Variant Philadelphia-Positive Chronic Myeloid Leukemia, der(9) Deletions and Response to Imatinib Mesylate: A Retrospective Multicentric Analysis from the French Fi-LMC Group.

Purpose: Major initial prognostic factors predicting chronic myeloid leukaemia (CML) response to imatinib mesylate (IM) therapy are represented by hema-tological status, Sokal score and duration of disease before IM. Before the era of IM, CML patients harbouring der(9) deletion classically had a worse outcome when compared to non deleted pts, but some preliminary studies suggest that this adverse factor might be reversed by IM. Additionally der(9) deletion seems to be more frequent in Variant Ph chromosome (vPh) patients (up to 30%) whereas its frequency is about 10% in classical Ph pts. We evaluated in this retrospective multicentric study the response to IM in vPh population and the possible impact of der(9) deletion on this response. 92 vPh patients treated by IM were selected from 11 hematology departments within the country. vPh chromosome was assessed by conventional karyotyping analysis and der(9) deletion by FISH. IM resistant patients were screened for ABL kinase site mutation by direct sequencing. Statistical analysis of survival and descriptive parameters were performed according to Kaplan Meyer method, log-rank test, Chi-2 and non parametric Kruskal Wallis tests.

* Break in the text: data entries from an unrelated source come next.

//! Single-candle geometry used by the admission rules.

use serde::{Deserialize, Serialize};

use crate::{OHLCVExt, OHLCV};

/// Which wick a hammer-family pattern measures.
#[derive(Debug, Clone, Copy, PartialEq, Eq, Serialize, Deserialize)]
#[serde(rename_all = "snake_case")]
pub enum ShadowSide {
    Upper,
    Lower,
}

impl ShadowSide {
    #[inline]
    pub fn opposite(self) -> Self {
        match self {
            ShadowSide::Upper => ShadowSide::Lower,
            ShadowSide::Lower => ShadowSide::Upper,
        }
    }
}

/// Body and shadow measurements of one candle.
///
/// Ratios resolve to `0.0` when their denominator is zero, so a flat or
/// bodiless candle simply fails every ratio threshold.
#[derive(Debug, Clone, Copy, PartialEq, Serialize, Deserialize)]
pub struct Shape {
    pub body: f64,
    pub total_height: f64,
    pub upper_shadow: f64,
    pub lower_shadow: f64,
    pub body_ratio: f64,
    pub is_bullish: bool,
}

impl Shape {
    pub fn of<T: OHLCV>(bar: &T) -> Self {
        Self {
            body: bar.body(),
            total_height: bar.range(),
            upper_shadow: bar.upper_shadow(),
            lower_shadow: bar.lower_shadow(),
            body_ratio: bar.body_ratio(),
            is_bullish: bar.is_bullish(),
        }
    }

    #[inline]
    pub fn shadow(&self, side: ShadowSide) -> f64 {
        match side {
            ShadowSide::Upper => self.upper_shadow,
            ShadowSide::Lower => self.lower_shadow,
        }
    }

    /// Shadow length in multiples of the body.
    #[inline]
    pub fn shadow_ratio(&self, side: ShadowSide) -> f64 {
        if self.body > 0.0 {
            self.shadow(side) / self.body
        } else {
            0.0
        }
    }

    #[inline]
    pub fn has_height(&self) -> bool {
        self.total_height > 0.0
    }
}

Results: among the vPh population 75% pts had a simple translocation and 25% had a more complex one (chromosomes 9, 22 and at least two other break-points). Initially 95% pts were in chronic phase (CP), 2.5% in accelerated phase (AP) and 2.5% in blastic crisis (BC).19 pts (33.3%) were scored in each Sokal score category (low, intermediate and high). At IM initiation: 83% were in CP (>35% Ph+ ), 8% were in major cytogenetic response (after interferon) and 9% were either in AP or in BC. 74 pts were screened for der(9) deletion, which was present in 16.2% of them. IM response and survival data were available for 53 pts with CP (with > 35% Ph+ ) at IM initiation. Median age of this CP population at diagnosis was 50.8 (19.5–79.4), median disease duration before IM initiation : 2 Mo (0–92.4), median follow-up after IM initiation : 24.8 Mo (6.1–69.9). 71.7% achieved RcyM including 67.9% in RcyC. 19 pts presented IM failure or suboptimal response (European LeukemiaNet consensus). 1 pt stopped IM for liver intolerance. We observed 9 (16.9%) primary resistance and 10 (18.9%) loss of response. 12% pts progressed towards AP/BC. 12 resistant pts were screened for ABL kinase site mutations : 3 of them harboured mutations. We found no difference for the overall survival between the populations with (n=9) and without (n=33) der(9q) deletions (median of survival not reached ). Respectively 1 pt (11%) and 3 pts (9%) died in these two cohorts. We found a trend for an increased rate of resistance in the der(9) deletion cohort (55.6% vs 30.3%) but the difference was not significative (p=0.16). We only found significant differences in the repartition of the Sokal score between these two cohorts with more frequent high scores for vPh patients (p=0.03). Resistance in vPh IM treated pts is high (35.8%) but the disease duration before IM was heterogenous. Der(9) deletions slightly increases the rate of IM resistance but we found no difference of survival between the two cohorts.